MELANIE SANTIAGO
Today my journey begins. I wake eagerly for my trip. I pack all my things I need including pictures of my family. I walk to the kitchen and cook myself breakfast. I'm nervous about today, in my heart I know I must do this. It's the only way I can figure out if I can make it on my own. Bella and her mom are still sleeping, so once I finish eating I can sneak out quietly. Done with breakfast. I take one last look at my best friend, my sister Bella and her amazing mother. I give them each a kiss and I tell them I love them. I walk quietly to the door. You can do this Mel breathe in breathe out. I open the door, and walk outside towards the unknown.
I start walking towards Manhattan Island. That's the one stop I need to make before leaving my home. I look at my once beautiful home now in ruins. I see my first school where I spent seven years and where I first met Bella now in ruins. Tears are forming in my eyes at the thought of leaving everything I love and hold dear in my heart. Deep down I know I am making the right decision. I just hope my brother feels the same as I do. As I continue to the walk the streets of New York I see all the beautiful things that were taken away not only from me, but from the rest of the people. All of this that I see use to be filled with life now its dark, gloom and a barren wasteland. Everywhere I go I see families struggling to get food, struggling to stay alive. Oh how I wish I can take all the pain that those people are feeling and magical make them go away. Everything is just so ugly. I hate that this is happening. I hate that all these innocent people are suffering so much.

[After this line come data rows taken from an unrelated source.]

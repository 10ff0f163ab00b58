//! Startup progress on stderr: spinners on a TTY, `==>` lines otherwise.

use clap::ValueEnum;
use indicatif::{ProgressBar, ProgressDrawTarget, ProgressStyle};
use std::io::IsTerminal;
use std::time::{Duration, Instant};

#[derive(Clone, Copy, Debug, PartialEq, Eq, ValueEnum)]
pub enum UiMode {
    Auto,
    Plain,
    Pretty,
}

#[derive(Clone, Debug)]
pub struct Ui {
    pretty: bool,
}

impl Ui {
    pub fn new(mode: UiMode) -> Self {
        let is_tty = std::io::stderr().is_terminal();
        let pretty = is_tty
            && match mode {
                UiMode::Pretty => true,
                UiMode::Auto => std::env::var_os("NO_COLOR").is_none(),
                UiMode::Plain => false,
            };
        Self { pretty }
    }

    /// Announce a startup stage. Completion is reported when the guard drops,
    /// unless [`StageGuard::fail`] was called first.
    pub fn stage(&self, name: &str) -> StageGuard {
        if self.pretty {
            let spinner = ProgressBar::new_spinner();
            spinner.set_draw_target(ProgressDrawTarget::stderr());
            spinner.enable_steady_tick(Duration::from_millis(120));
            let style = ProgressStyle::with_template("{spinner} {msg}")
                .unwrap_or_else(|_| ProgressStyle::default_spinner());
            spinner.set_style(style);
            spinner.set_message(format!("{name}…"));
            StageGuard::new(name.to_string(), Some(spinner))
        } else {
            eprintln!("==> {}", name);
            StageGuard::new(name.to_string(), None)
        }
    }
}

pub struct StageGuard {
    name: String,
    start: Instant,
    spinner: Option<ProgressBar>,
    failed: bool,
}

impl StageGuard {
    fn new(name: String, spinner: Option<ProgressBar>) -> Self {
        Self {
            name,
            start: Instant::now(),
            spinner,
            failed: false,
        }
    }

    pub fn fail(mut self) {
        self.failed = true;
    }
}

impl Drop for StageGuard {
    fn drop(&mut self) {
        let elapsed = format_duration(self.start.elapsed());
        let message = if self.failed {
            format!("✘ {} ({})", self.name, elapsed)
        } else {
            format!("✔ {} ({})", self.name, elapsed)
        };
        match &self.spinner {
            Some(spinner) if self.failed => spinner.abandon_with_message(message),
            Some(spinner) => spinner.finish_with_message(message),
            None => eprintln!("{message}"),
        }
    }
}

fn format_duration(duration: Duration) -> String {
    if duration.as_secs() >= 1 {
        format!("{:.2}s", duration.as_secs_f64())
    } else {
        format!("{}ms", duration.as_millis())
    }
}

I make my way to the entrance of Manhattan prison which is the 59th street bridge. The bridge is known as the path way to hell. Scary name I know. I walk up to the bridge, one of the shock troopers asks me "who are you here to see?" I tell him "I'm here to see my brother Carlos Santiago." he gives me a nasty look, and let's me on the bridge. I wonder why that shocker troop was looking at me like that. I don't let it bother me. I'm on the bridge walking to Manhattan prison. I look out over the bridge and beyond I see the city I once loved. The bi beautiful city that use to shine brightly beyond my wildest dreams. A city so full of life now I see a city filled with nothing but despair, a prison that's all it is now. How did it get to be like this? I feel the cold that's coming from Manhattan that's making me shiver. It's a barren land with no light only darkness. It's hell on earth. I'm almost there. I'm so nervous to see my brother. I haven't seen him in a long time. I hope he's okay. My hands are shaking. My body is trembling. My legs are wobbly. My heart is beating faster and faster with every step I take. This is the first time I"m feeling nervous about seeing my brother. I feel a strong presences watching me, following me. I turn around, but I see no one behind me. what is wrong with me?
I finally made to the registration desk, again I ask to see my brother Carlos Santiago, and again I get nasty looks from the shock troopers. They know who my brother is. It doesn't surprise me that he's very popular here. I feel someone's hands grab my wrist. I look up and I see a shock trooper, he pulls me to the side. The shock trooper asks me "Why are you here to see Carlos Santiago?" I look at him with terror in my eyes. "Come with me." His hands grab my arm and he pulls me toward an abandon building. I'm terrified they are going to kill me. What does this man want from me? I yell at him to let me go, but he does not listen to me. we come upon an old building, the shocker troop drags me inside and throws me on the floor. I think the shock trooper is really going to hurt me, instead he calls someone. I don't know who he's calling. Then I see another shock trooper coming. He stands in front of me and barks at me to get and I compile. I see one of the other doors opening up and more shock troopers are coming out. They are dragging someone with them. The shock trooper who drag me into the building is now smiling at me. I don't know why he's doing that. Then I see why he's smiling at me, they are dragging my brother in. "You got 5 minutes." The shocker troopers leave us alone. They are standing in the corner quietly watching us and whispering to each other. I turn to face my brother. My dear brother he looks so pale and dirty. With tears in my eyes I look at my brother.I try to speak to him. I don't know what to say I just look at him. My dear Melanie. Why are you here?His voice is so low. He's not the same person I remember. I don't know how to tell him our mother is dead. "I have something to tell you." I'm summing up the courage to tell him about our mother.
I miss him so much. He's the only family I have left. "Melanie tell me." Then I tell him that our mother has passed away. I see the shock in his face. Tears are streaming down his face. "When?" I rush to give him a hug. "she died yesterday." I'm still hugging my brother when the shock troopers yank me off of him. I yell at them to let me go. They don't listen to me. They carry me back to the bridge and throw me on the ground. Pin shoots to my head and then the rest of my body. I begin to cry. I cry for the lost of my family, for the lost of my home. I didn't even get a chance to tell my brother I'm leaving New York. I pick myself up and walk back across the bridge. I walk to the bus depot and buy a ticket to Virginia. I tell myself everything is going to be okay. When the bus to Virginia is called I grab my things and walk to the bus. I take one last look at my home. I smile knowing I had good times growing up here and all those memories will be in my heart forever.